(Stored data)
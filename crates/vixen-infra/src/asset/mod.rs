// Copyright 2025 eraflo
//
// Licensed under the Apache License, Version 2.0 (the "License");
// you may not use this file except in compliance with the License.
// You may obtain a copy of the License at
//
//     http://www.apache.org/licenses/LICENSE-2.0
//
// Unless required by applicable law or agreed to in writing, software
// distributed under the License is distributed on an "AS IS" BASIS,
// WITHOUT WARRANTIES OR CONDITIONS OF ANY KIND, either express or implied.
// See the License for the specific language governing permissions and
// limitations under the License.

//! Texture implementations backed by the `image` crate.

mod image_texture;

pub use self::image_texture::ImageTexture;
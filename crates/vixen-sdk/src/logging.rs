// Copyright 2025 eraflo
//
// Licensed under the Apache License, Version 2.0 (the "License");
// you may not use this file except in compliance with the License.
// You may obtain a copy of the License at
//
//     http://www.apache.org/licenses/LICENSE-2.0
//
// Unless required by applicable law or agreed to in writing, software
// distributed under the License is distributed on an "AS IS" BASIS,
// WITHOUT WARRANTIES OR CONDITIONS OF ANY KIND, either express or implied.
// See the License for the specific language governing permissions and
// limitations under the License.

//! Installs the `env_logger` backend for the `log` facade.

use env_logger::{Builder, Env};

/// Installs the global logger with `default_filter` as the filter, unless
/// `RUST_LOG` is set.
///
/// Returns `false` if a logger was already installed, in which case the call
/// changes nothing.
pub fn init(default_filter: &str) -> bool {
    let installed = Builder::from_env(Env::default().default_filter_or(default_filter))
        .format_timestamp_millis()
        .try_init()
        .is_ok();
    if installed {
        log::debug!("Logger installed (default filter '{default_filter}').");
    }
    installed
}
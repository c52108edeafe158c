// Copyright 2025 eraflo
//
// Licensed under the Apache License, Version 2.0 (the "License");
// you may not use this file except in compliance with the License.
// You may obtain a copy of the License at
//
//     http://www.apache.org/licenses/LICENSE-2.0
//
// Unless required by applicable law or agreed to in writing, software
// distributed under the License is distributed on an "AS IS" BASIS,
// WITHOUT WARRANTIES OR CONDITIONS OF ANY KIND, either express or implied.
// See the License for the specific language governing permissions and
// limitations under the License.

//! Platform integrations: windowing and input translation on top of `winit`.

pub mod input;
pub mod window;
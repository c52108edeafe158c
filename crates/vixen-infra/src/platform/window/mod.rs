// Copyright 2025 eraflo
//
// Licensed under the Apache License, Version 2.0 (the "License");
// you may not use this file except in compliance with the License.
// You may obtain a copy of the License at
//
//     http://www.apache.org/licenses/LICENSE-2.0
//
// Unless required by applicable law or agreed to in writing, software
// distributed under the License is distributed on an "AS IS" BASIS,
// WITHOUT WARRANTIES OR CONDITIONS OF ANY KIND, either express or implied.
// See the License for the specific language governing permissions and
// limitations under the License.

//! Window implementations.

mod winit;

pub use self::winit::WinitGameWindow;
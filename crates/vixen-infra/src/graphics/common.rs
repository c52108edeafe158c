// Copyright 2025 eraflo
//
// Licensed under the Apache License, Version 2.0 (the "License");
// you may not use this file except in compliance with the License.
// You may obtain a copy of the License at
//
//     http://www.apache.org/licenses/LICENSE-2.0
//
// Unless required by applicable law or agreed to in writing, software
// distributed under the License is distributed on an "AS IS" BASIS,
// WITHOUT WARRANTIES OR CONDITIONS OF ANY KIND, either express or implied.
// See the License for the specific language governing permissions and
// limitations under the License.

//! State and draw-call bookkeeping shared by every renderer backend.

use raw_window_handle::{HasDisplayHandle, HasWindowHandle, RawWindowHandle};
use vixen_core::asset::{Font, Model, Texture};
use vixen_core::math::{LinearRgba, Rect, Vec2};
use vixen_core::platform::NativeHandle;
use vixen_core::renderer::{ClearFlags, FrameStats, GraphicsBackend, RenderError};

/// The backend-independent half of a renderer.
///
/// Backends own one of these and forward every [`Renderer`] call to it, adding
/// only their own handle validation on `initialize`.
///
/// [`Renderer`]: vixen_core::renderer::Renderer
pub(crate) struct BackendCore {
    backend: GraphicsBackend,
    handle: Option<NativeHandle>,
    surface: Option<RawWindowHandle>,
    initialized: bool,
    clear_color: LinearRgba,
    stats: FrameStats,
}

impl BackendCore {
    pub(crate) fn new(backend: GraphicsBackend) -> Self {
        Self {
            backend,
            handle: None,
            surface: None,
            initialized: false,
            clear_color: LinearRgba::BLACK,
            stats: FrameStats::default(),
        }
    }

    pub(crate) fn backend(&self) -> GraphicsBackend {
        self.backend
    }

    pub(crate) fn clear_color(&self) -> LinearRgba {
        self.clear_color
    }

    pub(crate) fn surface(&self) -> Option<RawWindowHandle> {
        self.surface
    }

    /// Brings the backend up once `accept` has vetted the window handle.
    ///
    /// `accept` receives the resolved raw window handle and rejects the ones
    /// the backend cannot present to.
    pub(crate) fn initialize(
        &mut self,
        accept: impl FnOnce(RawWindowHandle) -> Result<(), RenderError>,
    ) -> Result<(), RenderError> {
        if self.initialized {
            log::debug!("{} renderer already initialized.", self.backend);
            return Ok(());
        }
        let handle = self.handle.as_ref().ok_or(RenderError::NoNativeHandle)?;
        let window = handle
            .window_handle()
            .map_err(|e| RenderError::InvalidNativeHandle(e.to_string()))?
            .as_raw();
        handle
            .display_handle()
            .map_err(|e| RenderError::InvalidNativeHandle(e.to_string()))?;
        accept(window)?;

        self.surface = Some(window);
        self.initialized = true;
        self.stats = FrameStats {
            skipped_draws: self.stats.skipped_draws,
            ..FrameStats::default()
        };
        log::info!("{} renderer initialized ({}).", self.backend, surface_kind(&window));
        Ok(())
    }

    pub(crate) fn deinitialize(&mut self) {
        if !self.initialized {
            return;
        }
        self.initialized = false;
        self.surface = None;
        log::info!(
            "{} renderer deinitialized after {} frame(s).",
            self.backend,
            self.stats.frame_number
        );
    }

    pub(crate) fn is_initialized(&self) -> bool {
        self.initialized
    }

    pub(crate) fn set_clear_color(&mut self, color: LinearRgba) {
        self.clear_color = color;
    }

    pub(crate) fn clear_buffer(&mut self, flags: ClearFlags) {
        if !self.initialized {
            self.skip("clear", "renderer not initialized");
            return;
        }
        self.stats.clears += 1;
        self.stats.last_clear = Some(flags);
    }

    pub(crate) fn swap_buffers(&mut self) {
        if !self.initialized {
            self.skip("swap", "renderer not initialized");
            return;
        }
        self.stats.frame_number += 1;
        self.stats.clears = 0;
        self.stats.last_clear = None;
        self.stats.texture_draws = 0;
        self.stats.text_draws = 0;
        self.stats.model_draws = 0;
    }

    pub(crate) fn attach_native_handle(&mut self, handle: NativeHandle) {
        if self.initialized {
            log::warn!(
                "{} renderer received a new native handle while initialized; it applies after the next initialize.",
                self.backend
            );
        }
        self.handle = Some(handle);
    }

    pub(crate) fn render_texture_2d(&mut self, texture: &dyn Texture, position: Vec2, source: Rect) {
        if !self.initialized {
            return self.skip("texture", "renderer not initialized");
        }
        if !texture.is_loaded() {
            return self.skip("texture", "texture not loaded");
        }
        if source.is_empty() {
            return self.skip("texture", "empty source rectangle");
        }
        log::trace!(
            "{}: texture {} '{}' at ({}, {})",
            self.backend,
            texture.unique_id(),
            texture.name(),
            position.x,
            position.y
        );
        self.stats.texture_draws += 1;
    }

    pub(crate) fn render_text_2d(&mut self, font: &dyn Font, text: &str, position: Vec2) {
        if !self.initialized {
            return self.skip("text", "renderer not initialized");
        }
        if text.is_empty() {
            return self.skip("text", "empty string");
        }
        log::trace!(
            "{}: {} char(s) of '{}' at ({}, {})",
            self.backend,
            text.chars().count(),
            font.name(),
            position.x,
            position.y
        );
        self.stats.text_draws += 1;
    }

    pub(crate) fn render_model(&mut self, model: &dyn Model) {
        if !self.initialized {
            return self.skip("model", "renderer not initialized");
        }
        if model.vertex_count() == 0 {
            return self.skip("model", "model has no vertices");
        }
        log::trace!("{}: model '{}'", self.backend, model.name());
        self.stats.model_draws += 1;
    }

    pub(crate) fn stats(&self) -> &FrameStats {
        &self.stats
    }

    fn skip(&mut self, what: &str, reason: &str) {
        log::trace!("{}: {what} skipped, {reason}.", self.backend);
        self.stats.skipped_draws += 1;
    }
}

impl std::fmt::Debug for BackendCore {
    fn fmt(&self, f: &mut std::fmt::Formatter<'_>) -> std::fmt::Result {
        f.debug_struct("BackendCore")
            .field("backend", &self.backend)
            .field("has_handle", &self.handle.is_some())
            .field("initialized", &self.initialized)
            .field("clear_color", &self.clear_color)
            .field("stats", &self.stats)
            .finish()
    }
}

/// A short platform name for a raw window handle, for logs and errors.
pub(crate) fn surface_kind(handle: &RawWindowHandle) -> &'static str {
    match handle {
        RawWindowHandle::Win32(_) => "Win32",
        RawWindowHandle::WinRt(_) => "WinRT",
        RawWindowHandle::Xlib(_) => "Xlib",
        RawWindowHandle::Xcb(_) => "Xcb",
        RawWindowHandle::Wayland(_) => "Wayland",
        RawWindowHandle::AppKit(_) => "AppKit",
        RawWindowHandle::UiKit(_) => "UIKit",
        RawWindowHandle::AndroidNdk(_) => "Android",
        RawWindowHandle::Web(_) => "Web",
        _ => "other",
    }
}

/// Implements [`Renderer`](vixen_core::renderer::Renderer) for a backend type by
/// forwarding to its `core: BackendCore` field. The backend provides
/// `fn accept_surface(RawWindowHandle) -> Result<(), RenderError>`.
macro_rules! forward_renderer_to_core {
    ($backend:ty) => {
        impl vixen_core::renderer::Renderer for $backend {
            fn backend(&self) -> vixen_core::renderer::GraphicsBackend {
                self.core.backend()
            }

            fn initialize(&mut self) -> Result<(), vixen_core::renderer::RenderError> {
                self.core.initialize(<$backend>::accept_surface)
            }

            fn deinitialize(&mut self) {
                self.core.deinitialize()
            }

            fn is_initialized(&self) -> bool {
                self.core.is_initialized()
            }

            fn set_clear_color(&mut self, color: vixen_core::math::LinearRgba) {
                self.core.set_clear_color(color)
            }

            fn clear_buffer(&mut self, flags: vixen_core::renderer::ClearFlags) {
                self.core.clear_buffer(flags)
            }

            fn swap_buffers(&mut self) {
                self.core.swap_buffers()
            }

            fn attach_native_handle(&mut self, handle: vixen_core::platform::NativeHandle) {
                self.core.attach_native_handle(handle)
            }

            fn render_texture_2d(
                &mut self,
                texture: &dyn vixen_core::asset::Texture,
                position: vixen_core::math::Vec2,
                source: vixen_core::math::Rect,
            ) {
                self.core.render_texture_2d(texture, position, source)
            }

            fn render_text_2d(
                &mut self,
                font: &dyn vixen_core::asset::Font,
                text: &str,
                position: vixen_core::math::Vec2,
            ) {
                self.core.render_text_2d(font, text, position)
            }

            fn render_model(&mut self, model: &dyn vixen_core::asset::Model) {
                self.core.render_model(model)
            }

            fn stats(&self) -> &vixen_core::renderer::FrameStats {
                self.core.stats()
            }
        }
    };
}

pub(crate) use forward_renderer_to_core;
// Copyright 2025 eraflo
//
// Licensed under the Apache License, Version 2.0 (the "License");
// you may not use this file except in compliance with the License.
// You may obtain a copy of the License at
//
//     http://www.apache.org/licenses/LICENSE-2.0
//
// Unless required by applicable law or agreed to in writing, software
// distributed under the License is distributed on an "AS IS" BASIS,
// WITHOUT WARRANTIES OR CONDITIONS OF ANY KIND, either express or implied.
// See the License for the specific language governing permissions and
// limitations under the License.

//! The public-facing SDK for Vixen games.
//!
//! A game is a [`GameConfig`] plus a [`GameLogic`] implementation handed to
//! [`Game::new`]; [`Game::run`] opens the window, drives the loop and returns a
//! process exit code.

#![warn(missing_docs)]

pub mod config;
mod game;
pub mod logging;

pub use config::{ConfigError, GameConfig};
pub use game::{Game, GameContext, GameError, GameLogic, GameState};

/// The types most games need, in one import.
pub mod prelude {
    pub use crate::{Game, GameConfig, GameContext, GameLogic};
    pub use vixen_core::asset::{Font, Model, Texture};
    pub use vixen_core::math::{LinearRgba, Rect, Vec2, Vec3};
    pub use vixen_core::platform::MouseButton;
    pub use vixen_core::renderer::{ClearFlags, GraphicsBackend, Renderer};
    pub use vixen_infra::ImageTexture;
}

# TASK PROMPT
Find the lines in the entries above where "bool" occurs, and copy each of them.

# TASK SOLUTION
pub fn init(default_filter: &str) -> bool {
    initialized: bool,
    pub(crate) fn is_initialized(&self) -> bool {
            fn is_initialized(&self) -> bool {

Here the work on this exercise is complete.